Advice to my fresher self

Never miss a Fuzz


Fresher self – if you could do it all again, I hope you’d do it even better than you did last time.

It’s getting to that time in the year where deadlines are looming you’re thinking back to simpler times: Freshers. When your biggest cares were where to buy your alcohol and how you were going to get to your 9am. (Answers: anywhere vodka is less than a tenner and no, you won’t make your communication seminar). We’ve all thought about it: sleep deprived and hungover in JHB at 11pm. What would you do differently if you could go back and do it all again?

Here’s what I’d tell my fresher self:

Never turn down a night out 

‘I’m sorry, I can’t go out for my third night this week, I’m too tired’. Bullshit.

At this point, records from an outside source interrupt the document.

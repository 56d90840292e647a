use nalgebra::Point2;
use serde::{Deserialize, Serialize};

/// Bounding box representation with format conversion utilities.
///
/// Stored as TLWH (top-left x, top-left y, width, height) in pixel space.
/// Detectors hand boxes over in TLBR form (x1, y1, x2, y2).
#[derive(Debug, Clone, Copy, Default, PartialEq, Serialize, Deserialize)]
pub struct Rect {
    /// Top-left x coordinate
    pub x: f64,
    /// Top-left y coordinate
    pub y: f64,
    /// Width of the bounding box
    pub width: f64,
    /// Height of the bounding box
    pub height: f64,
}

/// Integer pixel region inside a frame, as used for cropping.
#[derive(Debug, Clone, Copy, PartialEq, Eq, Serialize, Deserialize)]
pub struct PixelRegion {
    pub x: u32,
    pub y: u32,
    pub width: u32,
    pub height: u32,
}

impl Rect {
    /// Create a new Rect from top-left coordinates and dimensions (TLWH format).
    #[inline]
    pub fn new(x: f64, y: f64, width: f64, height: f64) -> Self {
        Self {
            x,
            y,
            width,
            height,
        }
    }

    /// Create a Rect from TLBR format (top-left x, top-left y, bottom-right x, bottom-right y).
    #[inline]
    pub fn from_tlbr(x1: f64, y1: f64, x2: f64, y2: f64) -> Self {
        Self {
            x: x1,
            y: y1,
            width: x2 - x1,
            height: y2 - y1,
        }
    }

    /// Convert to TLBR format: (x1, y1, x2, y2).
    #[inline]
    pub fn to_tlbr(&self) -> [f64; 4] {
        [self.x, self.y, self.x + self.width, self.y + self.height]
    }

    /// Convert to TLWH format: (x, y, width, height).
    #[inline]
    pub fn to_tlwh(&self) -> [f64; 4] {
        [self.x, self.y, self.width, self.height]
    }

    /// Get the center point of the bounding box.
    #[inline]
    pub fn center(&self) -> Point2<f64> {
        Point2::new(self.x + self.width / 2.0, self.y + self.height / 2.0)
    }

    /// Ground-contact point: horizontal center of the bottom edge.
    ///
    /// For vehicles seen from a road camera this is where the wheels meet the
    /// road, which is what lane and zone occupancy should be judged on.
    #[inline]
    pub fn bottom_center(&self) -> Point2<f64> {
        Point2::new(self.x + self.width / 2.0, self.y + self.height)
    }

    /// True when the box has positive width and height and finite coordinates.
    pub fn is_valid(&self) -> bool {
        self.to_tlwh().iter().all(|v| v.is_finite()) && self.width > 0.0 && self.height > 0.0
    }

    /// Grow the box by `fraction` of its own width/height on every side.
    pub fn padded(&self, fraction: f64) -> Self {
        let dx = self.width * fraction;
        let dy = self.height * fraction;
        Self::new(
            self.x - dx,
            self.y - dy,
            self.width + 2.0 * dx,
            self.height + 2.0 * dy,
        )
    }

    /// Clamp to a `frame_width` x `frame_height` frame and snap to whole pixels.
    ///
    /// Returns `None` when nothing of the box is left inside the frame.
    pub fn clamp_to_frame(&self, frame_width: u32, frame_height: u32) -> Option<PixelRegion> {
        let [x1, y1, x2, y2] = self.to_tlbr();
        let x1 = x1.floor().clamp(0.0, frame_width as f64);
        let y1 = y1.floor().clamp(0.0, frame_height as f64);
        let x2 = x2.ceil().clamp(0.0, frame_width as f64);
        let y2 = y2.ceil().clamp(0.0, frame_height as f64);

        if x2 <= x1 || y2 <= y1 {
            return None;
        }

        Some(PixelRegion {
            x: x1 as u32,
            y: y1 as u32,
            width: (x2 - x1) as u32,
            height: (y2 - y1) as u32,
        })
    }
}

You’re a fresher, your energy levels whilst drinking are endless. Have a nap and a double vodka red bull and get yourself to Wahoo right now. Don’t turn down nights out because you’re tired, or you have work the next day. So what if you have a tutorial? You’re invincible. Take each hungover day as it comes and enjoy being tired, these will be the nights you’ll be thinking about when you’re hitting your diss hard in the library in third year.

Enjoy every moment of living halls

It will literally fly by. Appreciate the constant parties, your flatmates and their carefree attitude. You’ll miss it all in second year, I promise. When your housemates are all coupled off watching friends in bed and you’re itching to go to MNB, you’ll be longing for first year more than ever before. Enjoy the fact that there’s always a house party to rock up to, even if you aren’t invited. There’ll always be someone to get dominoes with, or go for a spontaneous night at the pub. Once you live in a shared house, the nights of ‘I’m just going to D5 to watch Made in Chelsea with the girls’ that end in two bottles of wine stop.

Most importantly, appreciate your weekly cleaner. Shower her with gifts for even having the balls to touch the boy’s shower room. You’ll wish that Jill still came and woke you up by singing and hoovering every Wednesday morning when you wake up to the dreaded passive aggressive WhatsApp messages of ‘who’s turn is it to mop today?’ Don’t take her for granted, she’s your lifeline.

Don’t come with a boyfriend

And if you do, don’t cheat on them in the first week. You realised it wasn’t going to work at 3am on the second night, when your hot flatmate made a move on you and you had to throw them off (but you really didn’t want to).  He took his top off the next day in the kitchen and you were already in love with his abs. Having a boyfriend in freshers’ week holds you back. You can’t dance with boys and you can’t go out every night because they’re panicking you’re lying in a ditch somewhere. You love how much they care, but it’s the kindest thing to let them go now, before they see pictures of you lying on the bus floor with your pants showing.

Your mum was dubious, your friends from home were desperate for you to chuck him, but you were determined it was forever. He’ll have a new girlfriend soon enough, and you have your new boyfriend: Sainsbury’s basic vodka (it’s more reliable anyway).

your best friend in your flat will become your long term boyfriend

Join societies 

Don’t be scared. I know you’re convinced you’re no good at anything, but for goodness sake go along to a social. I promise, it’ll be fun. Whether it’s a sport or The Tab, get involved. You’ll make friends, you’ll look cooler than if you did nothing all year and the socials will be wicked. Strawpedos in the shed at the bottom of someone’s garden will swiftly turn into a mad one at Fuzzies, but you won’t regret it. Your society friends will be some of the best you have.

Remember that first day when you were crying in your room asking your mum and dad to take you home because you were so nervous? Me neither anymore. One year on, you’ll be a uni legend. Fresher self, if you could do it all again, I hope you did it just as well as last time.